» **EXERCISE DATA**:
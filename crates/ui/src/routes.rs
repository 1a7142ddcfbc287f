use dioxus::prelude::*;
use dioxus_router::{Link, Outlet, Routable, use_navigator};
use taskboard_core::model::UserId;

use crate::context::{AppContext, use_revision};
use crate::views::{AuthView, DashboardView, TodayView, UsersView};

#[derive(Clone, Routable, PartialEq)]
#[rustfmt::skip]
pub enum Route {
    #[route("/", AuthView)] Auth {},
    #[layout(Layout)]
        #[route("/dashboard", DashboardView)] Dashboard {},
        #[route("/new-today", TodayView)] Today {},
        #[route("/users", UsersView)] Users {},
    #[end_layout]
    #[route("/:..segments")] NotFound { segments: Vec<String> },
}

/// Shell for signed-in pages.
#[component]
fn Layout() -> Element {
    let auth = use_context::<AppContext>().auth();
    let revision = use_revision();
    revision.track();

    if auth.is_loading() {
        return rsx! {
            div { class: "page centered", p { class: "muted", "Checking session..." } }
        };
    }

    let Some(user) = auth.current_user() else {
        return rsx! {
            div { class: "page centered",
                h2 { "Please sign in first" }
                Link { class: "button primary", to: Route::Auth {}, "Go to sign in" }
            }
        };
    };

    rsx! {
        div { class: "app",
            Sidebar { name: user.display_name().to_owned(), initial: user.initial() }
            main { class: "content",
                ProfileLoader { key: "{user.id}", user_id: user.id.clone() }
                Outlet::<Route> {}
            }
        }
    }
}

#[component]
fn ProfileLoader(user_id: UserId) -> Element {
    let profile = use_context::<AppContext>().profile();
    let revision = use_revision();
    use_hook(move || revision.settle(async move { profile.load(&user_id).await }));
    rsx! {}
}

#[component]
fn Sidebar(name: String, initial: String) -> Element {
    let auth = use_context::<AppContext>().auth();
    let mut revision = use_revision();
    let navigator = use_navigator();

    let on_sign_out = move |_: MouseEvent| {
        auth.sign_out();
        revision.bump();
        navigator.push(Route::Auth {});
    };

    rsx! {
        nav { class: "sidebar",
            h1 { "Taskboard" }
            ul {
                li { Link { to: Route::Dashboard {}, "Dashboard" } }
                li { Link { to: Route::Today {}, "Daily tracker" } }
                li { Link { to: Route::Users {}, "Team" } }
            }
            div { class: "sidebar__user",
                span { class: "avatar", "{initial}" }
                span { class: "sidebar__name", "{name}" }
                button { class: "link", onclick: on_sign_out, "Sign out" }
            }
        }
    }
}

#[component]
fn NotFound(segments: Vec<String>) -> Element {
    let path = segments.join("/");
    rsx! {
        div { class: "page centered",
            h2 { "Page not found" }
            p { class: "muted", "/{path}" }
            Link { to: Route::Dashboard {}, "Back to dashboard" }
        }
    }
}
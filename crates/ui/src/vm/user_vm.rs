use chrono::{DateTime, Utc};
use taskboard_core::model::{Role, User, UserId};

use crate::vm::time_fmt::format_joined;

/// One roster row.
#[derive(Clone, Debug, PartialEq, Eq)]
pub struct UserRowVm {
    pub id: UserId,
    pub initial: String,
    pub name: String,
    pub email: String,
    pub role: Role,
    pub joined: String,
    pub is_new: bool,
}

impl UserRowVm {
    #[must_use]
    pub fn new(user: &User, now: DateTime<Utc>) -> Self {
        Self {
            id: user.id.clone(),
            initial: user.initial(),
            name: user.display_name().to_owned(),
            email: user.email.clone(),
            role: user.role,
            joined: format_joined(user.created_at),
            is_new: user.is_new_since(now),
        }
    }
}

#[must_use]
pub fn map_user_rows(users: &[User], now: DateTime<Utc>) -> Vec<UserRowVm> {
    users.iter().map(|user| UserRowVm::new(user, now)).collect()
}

» **EXERCISE**: Scan the records for the word "email". Copy each line where it turns up.

» **SOLVED EXERCISE**:
    pub email: String,
            email: user.email.clone(),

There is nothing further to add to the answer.